Christian Aid raises income from a wide number of sources, such as institutional grants, regular gifts, Christian Aid Week campaign, general donations, legacies, and emergency appeals. In 2013, the institutional income, part of which comes from the Department for International Development and the European Commission, constituted 41% of the total income. A significant percentage of the remaining income comes from thousands of individuals in churches and communities. The main fundraising moments include Christmas, Lent, Easter, Harvest, and Christian Aid Week. In 2013, £12.6 million were raised during this week. Throughout the year supporters give regularly using direct debit, cash donations, and Will Aid. Churches and community groups also take part in the annual calendar of events.
Criticism
Canadian professor Peter Hallward, in his book Damming the Flood, accused Christian Aid of supporting US led violent regime change in Haiti in 2004. The development economistPaul Collier in his book The Bottom Billion suggests that Christian Aid "deeply misinformed" the UK electorate in 2004 and 2005 with a campaign against reducing trade barriers in Africa based on a "deeply misleading" study conducted by an economist without the requisite expertise and whose purported review "by a panel of academic experts" who were two people chosen by said economist who were also "not noted for their expertise on international trade". He quotes an unnamed official at the British Department of Trade and Industry as saying "they know it's crap, but it sells the T-shirts". The organization faced criticism from Israeli academic Gerald M. Steinberg in 2005. He wrote for The Jewish News that several of Christian Aid's campaigns, such as a Christmas appeal called 'Child of Bethlehem' focusing on an injured seven-year-old Palestinian child, unfairly presented the complex Israeli–Palestinian conflict through a religiously-charged, exclusionary Christian lens.

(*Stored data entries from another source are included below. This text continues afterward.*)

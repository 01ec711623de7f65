//! Per-session token bucket rate limiter.
//!
//! Tokens are denominated in bits. Each session constructs one limiter
//! at accept time and both of its read loops draw from it, so the limit
//! applies to the combined traffic of the pipe.

use parking_lot::Mutex;
use std::time::Instant;

/// Token bucket with bit-denominated tokens.
///
/// The bucket starts full. `allow` refills proportionally to the time
/// elapsed since the previous call, capped at the burst capacity, then
/// either deducts the requested amount or refuses without deducting.
///
/// The limiter carries its own lock and must be called outside the
/// session and bridge entry locks.
#[derive(Debug)]
pub struct RateLimiter {
    /// Refill rate in bits per second
    rate: f64,
    /// Burst capacity in bits
    burst: f64,
    state: Mutex<LimiterState>,
}

#[derive(Debug)]
struct LimiterState {
    tokens: f64,
    last: Instant,
}

impl RateLimiter {
    /// Creates a full bucket with the given refill rate and capacity.
    #[must_use]
    pub fn new(rate_bits_per_sec: u64, burst_bits: u64) -> Self {
        #[allow(clippy::cast_precision_loss)]
        let burst = burst_bits as f64;
        #[allow(clippy::cast_precision_loss)]
        let rate = rate_bits_per_sec as f64;
        Self {
            rate,
            burst,
            state: Mutex::new(LimiterState {
                tokens: burst,
                last: Instant::now(),
            }),
        }
    }

    /// Attempts to consume `bits` tokens at time `now`.
    ///
    /// Returns `true` and deducts on success. Returns `false` without
    /// deducting when the bucket does not hold enough tokens; the
    /// refill credited for the elapsed time is kept either way.
    pub fn allow(&self, bits: u64, now: Instant) -> bool {
        let mut state = self.state.lock();
        let elapsed = now.saturating_duration_since(state.last);
        state.tokens = (state.tokens + elapsed.as_secs_f64() * self.rate).min(self.burst);
        state.last = now;

        #[allow(clippy::cast_precision_loss)]
        let requested = bits as f64;
        if state.tokens >= requested {
            state.tokens -= requested;
            true
        } else {
            false
        }
    }
}

#[cfg(test)]
mod tests {
    use super::*;
    use std::time::Duration;

    #[test]
    fn test_starts_full() {
        let limiter = RateLimiter::new(8, 8_000);
        assert!(limiter.allow(8_000, Instant::now()));
    }

    #[test]
    fn test_refuses_over_burst() {
        let limiter = RateLimiter::new(8, 8_000);
        assert!(!limiter.allow(8_001, Instant::now()));
    }

    #[test]
    fn test_refusal_does_not_deduct() {
        let limiter = RateLimiter::new(0, 800);
        let now = Instant::now();
        assert!(!limiter.allow(1_000, now));
        // The full 800 bits must still be available.
        assert!(limiter.allow(800, now));
    }

    #[test]
    fn test_refills_over_time() {
        let limiter = RateLimiter::new(100, 1_000);
        let start = Instant::now();
        assert!(limiter.allow(1_000, start));
        assert!(!limiter.allow(100, start));
        // One second refills 100 bits.
        assert!(limiter.allow(100, start + Duration::from_secs(1)));
    }

    #[test]
    fn test_refill_caps_at_burst() {
        let limiter = RateLimiter::new(1_000_000, 500);
        let start = Instant::now();
        assert!(limiter.allow(500, start));
        // An hour of refill still caps at the 500-bit burst.
        let later = start + Duration::from_secs(3600);
        assert!(limiter.allow(500, later));
        assert!(!limiter.allow(1, later));
    }

    #[test]
    fn test_stale_now_does_not_panic() {
        let limiter = RateLimiter::new(100, 1_000);
        let start = Instant::now();
        assert!(limiter.allow(500, start + Duration::from_secs(1)));
        // A caller observing an earlier instant gets no refill.
        assert!(limiter.allow(500, start));
        assert!(!limiter.allow(1, start));
    }
}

He argued, "Victims of the bitter Arab–Israeli conflict are found on both sides... et Christian Aid... chooses consistently to emphasize only one side". Several of the Britain’s leading foreign aid charities, including Christian Aid, British Red Cross, Save the Children, and Oxfam, have been criticized for paying excessive salaries to some of their managers. In 2013, Christian Aid's CEO was paid £126,206 and four other staff members were paid between £80,000 and £90,000. Christian Aid's response to this was: "We want to reassure you that we make every effort to avoid paying higher salaries than are necessary. We pay our staff salaries the same as, or below, the median of other church-based and/or international development agencies."